Prompt medical attention is crucial for all dislocations, particularly posterior ones. Delayed reduction (putting the bone back into place) can lead to:

  • Increased swelling and pain.
  • Greater difficulty in reduction.
  • Higher risk of avascular necrosis (bone death due to lack of blood supply), especially in the hip.
  • Increased potential for permanent nerve or blood vessel damage.

Recovery and Rehabilitation Principles

Once a posterior dislocation has been reduced, the immediate focus is on protecting the joint and allowing initial healing.
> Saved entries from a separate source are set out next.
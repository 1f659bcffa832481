use clap::Subcommand;
use focusgate_core::Config;

#[derive(Subcommand)]
pub enum ConfigAction {
    /// Get a config value
    Get {
        /// Config key (e.g. "timer.tick_interval_ms", "log_level")
        key: String,
    },
    /// Set a config value
    Set {
        /// Config key
        key: String,
        /// New value
        value: String,
    },
    /// List all config values
    List,
    /// Reset config to defaults
    Reset,
}

pub fn run(action: ConfigAction) -> Result<(), Box<dyn std::error::Error>> {
    match action {
        ConfigAction::Get { key } => {
            let config = Config::load()?;
            match config.get(&key) {
                Some(value) => println!("{value}"),
                None => return Err(format!("unknown key: {key}").into()),
            }
        }
        ConfigAction::Set { key, value } => {
            let mut config = Config::load()?;
            config.set(&key, &value)?;
            println!("ok");
        }
        ConfigAction::List => {
            let config = Config::load()?;
            for (key, value) in config.entries() {
                println!("{key} = {value}");
            }
        }
        ConfigAction::Reset => {
            let config = Config::default();
            config.save()?;
            println!("config reset to defaults");
        }
    }
    Ok(())
}
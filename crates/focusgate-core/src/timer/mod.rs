mod clock;
mod engine;
mod schedule;

pub use clock::{Clock, ManualClock, SystemClock};
pub use engine::{RunState, TickOutcome, TimerAction, TimerEngine, TimerRecord};
pub use schedule::{DurationConfig, ModeCycle, TimerMode, MAX_DURATION_MIN, MIN_DURATION_MIN};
This typically involves:

  • Immobilization: Using a sling, brace, or cast for a prescribed period to prevent re-dislocation and allow soft tissues to heal.
  • Pain and Swelling Management: Rest, ice, compression, and elevation (RICE) alongside pain medication.
  • Gradual Rehabilitation: Under the guidance of a physical therapist, rehabilitation progresses through stages:
    • Restoring Range of Motion (ROM): Gentle exercises to regain joint flexibility.
    • Strengthening: Progressive resistance exercises to rebuild muscle strength around the joint for stability.
    • Proprioception and Balance Training: Exercises to improve the body's awareness of joint position and enhance dynamic stability.
    • Return to Activity: Gradual progression back to daily activities, work, and sport, often with specific guidance on preventing re-injury.
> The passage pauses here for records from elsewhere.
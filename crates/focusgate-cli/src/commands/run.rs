//! `focusgate run`: the long-running daemon.
//!
//! Reads one JSON command per line on stdin and writes one JSON response per
//! line on stdout. Events are written to stdout too, as JSON lines carrying a
//! `type` field; responses never have one. Logs go to stderr.

use std::io::BufRead;
use std::path::PathBuf;
use std::time::Duration;

use clap::Args;
use focusgate_core::daemon::{Daemon, DaemonHandle};
use focusgate_core::session::{
    Command, CoordinatorSettings, LoggingInterceptor, NavigationInterceptor, Response,
    RulesFileInterceptor, SessionCoordinator,
};
use focusgate_core::storage::SqliteStore;
use focusgate_core::{Config, SystemClock};
use tokio::io::AsyncWriteExt;
use tokio::sync::{broadcast, mpsc};
use tracing::{debug, info, warn};

#[derive(Args)]
pub struct RunArgs {
    /// Write compiled rules to this file (overrides interceptor.rules_file)
    #[arg(long)]
    pub rules_file: Option<PathBuf>,
    /// Keep state in memory only
    #[arg(long)]
    pub ephemeral: bool,
}

pub async fn run(args: RunArgs) -> Result<(), Box<dyn std::error::Error>> {
    let config = Config::load_or_default();
    let store = if args.ephemeral {
        SqliteStore::open_memory()?
    } else {
        SqliteStore::open()?
    };

    match args.rules_file.or_else(|| config.rules_file()) {
        Some(path) => {
            info!(path = %path.display(), "Writing rules to file");
            serve(&config, store, RulesFileInterceptor::new(path)).await
        }
        None => serve(&config, store, LoggingInterceptor).await,
    }
}

async fn serve<I>(
    config: &Config,
    store: SqliteStore,
    interceptor: I,
) -> Result<(), Box<dyn std::error::Error>>
where
    I: NavigationInterceptor + 'static,
{
    let coordinator =
        SessionCoordinator::new(SystemClock, CoordinatorSettings::from_config(config));
    let tick = Duration::from_millis(config.timer.tick_interval_ms);
    let (daemon, handle) = Daemon::new(coordinator, store, interceptor, tick);

    let (out_tx, out_rx) = mpsc::unbounded_channel::<String>();
    let writer = tokio::spawn(write_lines(out_rx));
    let events = tokio::spawn(forward_events(handle.subscribe(), out_tx.clone()));
    let daemon = tokio::spawn(daemon.run(std::future::pending()));
    let lines = spawn_stdin_reader();

    tokio::select! {
        result = read_commands(lines, &handle, &out_tx) => result?,
        _ = shutdown_signal() => {}
    }

    // The daemon stops once its last handle is gone.
    drop(handle);
    daemon.await?;
    events.abort();
    drop(out_tx);
    writer.await??;
    Ok(())
}

/// Stdin is read on a plain thread so a pending read never holds the runtime
/// open after shutdown.
fn spawn_stdin_reader() -> mpsc::Receiver<std::io::Result<String>> {
    let (tx, rx) = mpsc::channel(16);
    std::thread::spawn(move || {
        for line in std::io::stdin().lock().lines() {
            if tx.blocking_send(line).is_err() {
                break;
            }
        }
    });
    rx
}

async fn read_commands(
    mut lines: mpsc::Receiver<std::io::Result<String>>,
    handle: &DaemonHandle,
    out: &mpsc::UnboundedSender<String>,
) -> Result<(), Box<dyn std::error::Error>> {
    while let Some(line) = lines.recv().await {
        let line = line?;
        let line = line.trim();
        if line.is_empty() {
            continue;
        }
        let response = match serde_json::from_str::<Command>(line) {
            Ok(command) => match handle.send(command).await {
                Ok(response) => response,
                Err(e) => {
                    warn!(error = %e, "Daemon unavailable");
                    break;
                }
            },
            Err(e) => {
                debug!(error = %e, "Unparseable command");
                Response::failure(format!("invalid command: {e}"))
            }
        };
        if out.send(serde_json::to_string(&response)?).is_err() {
            break;
        }
    }
    info!("Input closed");
    Ok(())
}

async fn forward_events(
    mut events: broadcast::Receiver<focusgate_core::Event>,
    out: mpsc::UnboundedSender<String>,
) {
    loop {
        match events.recv().await {
            Ok(event) => match serde_json::to_string(&event) {
                Ok(line) => {
                    if out.send(line).is_err() {
                        break;
                    }
                }
                Err(e) => warn!(error = %e, "Failed to encode event"),
            },
            Err(broadcast::error::RecvError::Lagged(skipped)) => {
                warn!(skipped, "Event output fell behind");
            }
            Err(broadcast::error::RecvError::Closed) => break,
        }
    }
}

async fn write_lines(mut lines: mpsc::UnboundedReceiver<String>) -> std::io::Result<()> {
    let mut stdout = tokio::io::stdout();
    while let Some(line) = lines.recv().await {
        stdout.write_all(line.as_bytes()).await?;
        stdout.write_all(b"\n").await?;
        stdout.flush().await?;
    }
    Ok(())
}

async fn shutdown_signal() {
    if let Err(e) = tokio::signal::ctrl_c().await {
        warn!(error = %e, "Failed to listen for ctrl-c");
        std::future::pending::<()>().await;
    }
    info!("Received ctrl-c");
}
Understanding the specific type of posterior dislocation, its mechanism, and potential complications is vital for effective diagnosis, treatment, and rehabilitation, ultimately aiming to restore joint function and prevent recurrence.

Key Takeaways

  • Posterior dislocations are severe joint injuries where a bone is forced completely backward from its normal articulation, differing from a partial displacement known as subluxation.
  • These dislocations almost always result from significant high-energy trauma, such as direct impacts, specific body positions during falls, or strong muscle contractions as seen in seizures or electrical shocks.
  • The most common types are classified by the affected joint, including the shoulder, hip, elbow, knee, and sternoclavicular (SC) joint, each with unique mechanisms of injury, clinical features, and potential complications.
  • Potential complications vary by joint but can be severe, ranging from nerve and blood vessel damage (e.g., sciatic nerve in hip, popliteal artery in knee) to avascular necrosis and associated fractures.
  • Prompt diagnosis through clinical examination and imaging (X-rays, CT, MRI) and urgent reduction are crucial to prevent increased swelling, difficulty in reduction, and long-term damage like avascular necrosis or permanent neurovascular injury.

Frequently Asked Questions

What is a posterior dislocation?

A posterior dislocation occurs when a bone is displaced backward from its normal position within a joint, distinguishing it from a subluxation, which is a partial displacement.

What are the common causes of posterior dislocations?

Posterior dislocations are almost always caused by significant force or trauma, including direct impacts, indirect forces combining rotation and axial loading, specific body positions during high-energy impacts, and rarely, pathological conditions like Ehlers-Danlos syndrome or severe muscle spasms.

Why is a posterior hip dislocation considered a medical emergency?

Posterior hip dislocations are medical emergencies due to the high risk of severe complications such as sciatic nerve injury (leading to foot drop) and avascular necrosis of the femoral head (due to disrupted blood supply), requiring urgent reduction.

What complications are associated with a posterior knee dislocation?

Posterior knee dislocations are limb-threatening emergencies with an extremely high risk of popliteal artery injury (potentially leading to limb ischemia) and peroneal nerve damage, along with extensive damage to multiple ligaments.

How are posterior dislocations diagnosed?

Diagnosis typically involves a clinical examination to assess pain, deformity, and neurovascular status, followed by imaging studies like X-rays (often requiring special views), CT scans for detailed bony anatomy, and MRI scans for evaluating soft tissue injuries.